BOYCE, La. — Applied Digital Corp. announced plans to develop a $3.6 billion artificial intelligence data center campus in Rapides Parish, marking the company’s first Louisiana operation and one of the largest economic development projects in Central Louisiana in decades.
The project, known as Delta Forge 1, will support large-scale AI training and inference workloads and is expected to create 200 direct full-time jobs, more than 1,000 construction jobs at peak activity and an estimated 218 indirect jobs, according to Louisiana Economic Development.
Applied Digital said the campus will initially include two facilities totaling 300 megawatts of critical IT load on about 300 acres with direct access to energy infrastructure. The company plans to use its closed-loop cooling technology designed for high-density AI computing environments.

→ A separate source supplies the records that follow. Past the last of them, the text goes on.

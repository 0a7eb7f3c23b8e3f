//! Coordinate axis selection and the operator-facing axis configuration.

use std::{fmt, str::FromStr};

use glam::Vec3;

use crate::error::{Result, RigError};

/// A single coordinate axis.
///
/// There is no "none" value; an axis configuration always names an axis.
#[derive(Debug, Clone, Copy, PartialEq, Eq, Hash, Default)]
pub enum Axis {
    X,
    #[default]
    Y,
    Z,
}

impl Axis {
    /// All axes, in index order.
    pub const ALL: [Axis; 3] = [Axis::X, Axis::Y, Axis::Z];

    /// Unit vector along this axis.
    pub fn unit(self) -> Vec3 {
        match self {
            Axis::X => Vec3::X,
            Axis::Y => Vec3::Y,
            Axis::Z => Vec3::Z,
        }
    }

    /// Index of this axis (0 = X, 1 = Y, 2 = Z).
    pub fn index(self) -> usize {
        match self {
            Axis::X => 0,
            Axis::Y => 1,
            Axis::Z => 2,
        }
    }

    /// Axis for a raw index.
    ///
    /// An index outside `0..3` is a programming error and panics.
    pub fn from_index(index: usize) -> Self {
        assert!(index < 3, "axis index {index} out of range");
        Self::ALL[index]
    }

    /// Short uppercase label.
    pub fn label(self) -> &'static str {
        match self {
            Axis::X => "X",
            Axis::Y => "Y",
            Axis::Z => "Z",
        }
    }
}

impl fmt::Display for Axis {
    fn fmt(&self, f: &mut fmt::Formatter<'_>) -> fmt::Result {
        f.write_str(self.label())
    }
}

impl FromStr for Axis {
    type Err = RigError;

    fn from_str(s: &str) -> Result<Self> {
        match s.trim() {
            "x" | "X" => Ok(Axis::X),
            "y" | "Y" => Ok(Axis::Y),
            "z" | "Z" => Ok(Axis::Z),
            other => Err(RigError::UnknownAxis {
                input: other.to_string(),
            }),
        }
    }
}

/// Default roll step in radians per frame.
pub const DEFAULT_ROLL_SPEED: f32 = 0.05;

/// Operator-adjustable axis and override parameters.
///
/// Every field takes effect on the next frame tick.
#[derive(Debug, Clone, Copy, PartialEq)]
pub struct AxisConfig {
    /// Axis the front wheels steer about, in wheel-local space.
    pub steering_axis: Axis,
    /// Axis every wheel spins about, in wheel-local space.
    pub roll_axis: Axis,
    /// Added to the controller's steering angle before mirroring (radians).
    pub manual_steering_offset: f32,
    /// Roll step added each frame (radians per frame).
    pub manual_roll_speed: f32,
}

impl Default for AxisConfig {
    fn default() -> Self {
        Self {
            steering_axis: Axis::Y,
            roll_axis: Axis::X,
            manual_steering_offset: 0.0,
            manual_roll_speed: DEFAULT_ROLL_SPEED,
        }
    }
}

#[cfg(test)]
mod tests {
    use super::*;

    #[test]
    fn test_axis_unit_vectors() {
        assert_eq!(Axis::X.unit(), Vec3::X);
        assert_eq!(Axis::Y.unit(), Vec3::Y);
        assert_eq!(Axis::Z.unit(), Vec3::Z);
        for axis in Axis::ALL {
            assert_eq!(axis.unit().length(), 1.0);
            assert_eq!(Axis::from_index(axis.index()), axis);
        }
    }

    #[test]
    fn test_axis_parse() {
        assert_eq!("x".parse::<Axis>(), Ok(Axis::X));
        assert_eq!(" Y ".parse::<Axis>(), Ok(Axis::Y));
        assert_eq!("z".parse::<Axis>(), Ok(Axis::Z));
        assert!(matches!(
            "w".parse::<Axis>(),
            Err(RigError::UnknownAxis { input }) if input == "w"
        ));
        assert!("".parse::<Axis>().is_err());
    }

    #[test]
    #[should_panic(expected = "out of range")]
    fn test_axis_from_index_out_of_range() {
        let _ = Axis::from_index(3);
    }

    #[test]
    fn test_default_config() {
        let config = AxisConfig::default();
        assert_eq!(config.steering_axis, Axis::Y);
        assert_eq!(config.roll_axis, Axis::X);
        assert_eq!(config.manual_steering_offset, 0.0);
        assert_eq!(config.manual_roll_speed, DEFAULT_ROLL_SPEED);
    }
}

Site development began in January 2026, with initial operations expected to start in mid-2027.
Dallas-based Applied Digital designs and operates data centers and colocation facilities for artificial intelligence, cloud and high-performance computing workloads. The company said the Louisiana campus is intended to expand its infrastructure footprint as demand for AI computing capacity grows.
Cleco will provide electric power for the campus. Cleco President and CEO Bill Fontenot described the development as the largest economic opportunity in the utility’s history and said the investment reflects growing demand for technology and infrastructure projects in Central Louisiana.
Applied Digital qualified for Louisiana’s state and local sales and use tax exemption on qualifying data center equipment purchases under legislation approved during the 2024 regular legislative session.
State and regional economic development officials said the project positions Central Louisiana to compete for additional technology and infrastructure investment tied to AI and advanced computing industries.